Marcel Brown—age 18 and a recent high-school graduate—was arrested on September 3, 2008, four days after a shooting in a Chicago park that left another teenage boy dead. Police theorized that Marcel’s cousin (age 15) fired the fatal shot, and that Marcel was accountable because he drove his cousin to and from the park. After arresting Marcel at his home, police confined him in a windowless room for 34 hours and interrogated him until he made untrue inculpatory statements, which were the sole basis for his first-degree murder conviction and 35-year sentence. The lengthy and intense interrogation was a textbook example of how to make an innocent teenager confess to something he did not do.
An attorney from the Office of the State Appellate Defender referred the case to the Center on Wrongful Convictions because Marcel’s trial attorney (later suspended from the practice of law) never challenged the involuntary custodial statement. Further, although the interrogation was video-recorded as required by Illinois law, Marcel’s trial attorney did not use it to his advantage at trial, but instead stipulated to a detective’s inaccurate summary of the interrogation. CWC attorneys Karen L. Daniel and Gregory Swygert, and their students, took on Marcel’s case as a post-conviction matter.
The police interrogation was clearly coercive, and the CWC team obtained an expert opinion to that effect. The CWC’s investigation further revealed that Marcel was not accountable for anything illegal his cousin might have done that evening, and moreover, that Marcel’s cousin was not the person who shot the victim. The CWC team also learned that Marcel’s mother retained an attorney to represent Marcel at the police station after his arrest, but officers refused to let the attorney speak with Marcel. Under the Illinois Constitution, a waiver of the right to counsel is not valid if the police turn away an attorney who appears at a police station to represent a suspect; therefore, Marcel’s statements should not have been admissible.
The CWC team filed a post-conviction petition citing the denial of access to counsel at the police station, the involuntary statements during the interrogation, the ineffective assistance of trial counsel, and Marcel’s actual innocence. Cook County Circuit Court Judge Thomas V. Gainer—who originally found Marcel guilty after a bench trial but who never saw the interrogation video or knew about the other issues cited in the petition—set the case for an evidentiary hearing. The parties agreed to begin by presenting evidence on the denial-of-access-to-counsel claim.

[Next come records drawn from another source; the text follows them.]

//! Terminal rendering of node events
//!
//! One progress bar per transfer; everything else prints as a line above the
//! bars.

use indicatif::{MultiProgress, ProgressBar, ProgressStyle};
use std::collections::HashMap;
use uuid::Uuid;

use crate::events::{Event, TransferUpdate};
use crate::transfer::{Direction, TransferStatus};

pub struct EventRenderer {
    multi: MultiProgress,
    bars: HashMap<Uuid, ProgressBar>,
    style: ProgressStyle,
}

impl Default for EventRenderer {
    fn default() -> Self {
        Self::new()
    }
}

impl EventRenderer {
    pub fn new() -> Self {
        let style = ProgressStyle::default_bar()
            .template("{prefix:>10} {msg:30!} [{bar:30.cyan/blue}] {bytes}/{total_bytes} {bytes_per_sec}")
            .unwrap_or_else(|_| ProgressStyle::default_bar())
            .progress_chars("=> ");
        Self {
            multi: MultiProgress::new(),
            bars: HashMap::new(),
            style,
        }
    }

    pub fn handle(&mut self, event: &Event) {
        match event {
            Event::Transfer(update) => self.transfer(update),
            other => {
                if let Some(line) = describe(other) {
                    let _ = self.multi.println(line);
                }
            }
        }
    }

    fn transfer(&mut self, u: &TransferUpdate) {
        if u.status == TransferStatus::Queued {
            let _ = self.multi.println(format!("queued    {} -> {}", u.file_name, u.peer));
            return;
        }
        let bar = self.bars.entry(u.job_id).or_insert_with(|| {
            let bar = self.multi.add(ProgressBar::new(u.total));
            bar.set_style(self.style.clone());
            bar.set_prefix(match u.direction {
                Direction::Outbound => "sending",
                Direction::Inbound => "receiving",
            });
            bar.set_message(format!("{} ({})", u.file_name, u.peer));
            bar
        });
        bar.set_position(u.bytes);
        if u.status.is_terminal() {
            bar.finish_with_message(format!("{} ({}): {}", u.file_name, u.peer, u.describe()));
            self.bars.remove(&u.job_id);
        }
    }
}

/// One-line description of a non-transfer event
pub fn describe(event: &Event) -> Option<String> {
    let line = match event {
        Event::PeerDiscovered(p) => format!(
            "found     {} ({}, {}) port {}",
            p.hostname, p.address, p.os_family, p.port
        ),
        Event::PeerExpired(ip) => format!("lost      {}", ip),
        Event::DiscoveryUnavailable(e) => format!("discovery unavailable: {}", e),
        Event::SessionOpened { peer, identity } => {
            format!("connected {} ({}, {})", peer, identity.hostname, identity.os_type)
        }
        Event::SessionClosed { peer, reason } => format!("closed    {}: {}", peer, reason),
        Event::RemoteStatus {
            peer,
            file_name,
            status,
            message,
        } => match message {
            Some(m) => format!("{} on {}: {} ({})", file_name, peer, status, m),
            None => format!("{} on {}: {}", file_name, peer, status),
        },
        Event::Reconnecting {
            addr,
            attempt,
            delay,
        } => format!("retrying  {} in {:?} (attempt {})", addr, delay, attempt),
        Event::ProtocolViolation { peer, detail } => format!("protocol  {}: {}", peer, detail),
        Event::Transfer(_) => return None,
    };
    Some(line)
}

Judge Gainer found that the attorney who had been turned away from the police station testified credibly, and that his testimony was corroborated by debit card records showing that Marcel’s mother withdrew money from an ATM located inside the police station to pay the attorney. Judge Gainer ruled that Marcel’s rights were violated and ordered a new trial at which all statements Marcel made after his attorney arrived at the police station (which was most of them) were excluded. On July 12, 2018, the State declined to appeal and dropped all charges. Marcel left the courthouse and strode into the waiting arms of his exuberant family—a free man for the first time in a decade.
CWC clinic students worked side by side with the CWC attorneys over the years on the initial case investigation, the document drafting, the location of the critical debit card records, and the presentation of the evidence at the evidentiary hearing. These students included Sylvia Baraniewski (’16), Alex Hirschhorn (’16), Alex Jacobs (’16), Ania Mikulski (’16), Whitney Woodard (’16), Beth Holtzman (’17), Frances Guerrero (’18), Taylor Mullaney (’18), and Anne Hudson (’19).
Marcel’s cousin Renard Branch Jr., who was also convicted of first-degree murder, similarly filed a post-conviction petition. On December 27, 2018, in his last act as a judge before his retirement, Judge Gainer granted Renard a new trial based on ineffective assistance of trial counsel. Renard was represented in the post-conviction proceedings by pro bono counsel from Latham & Watkins.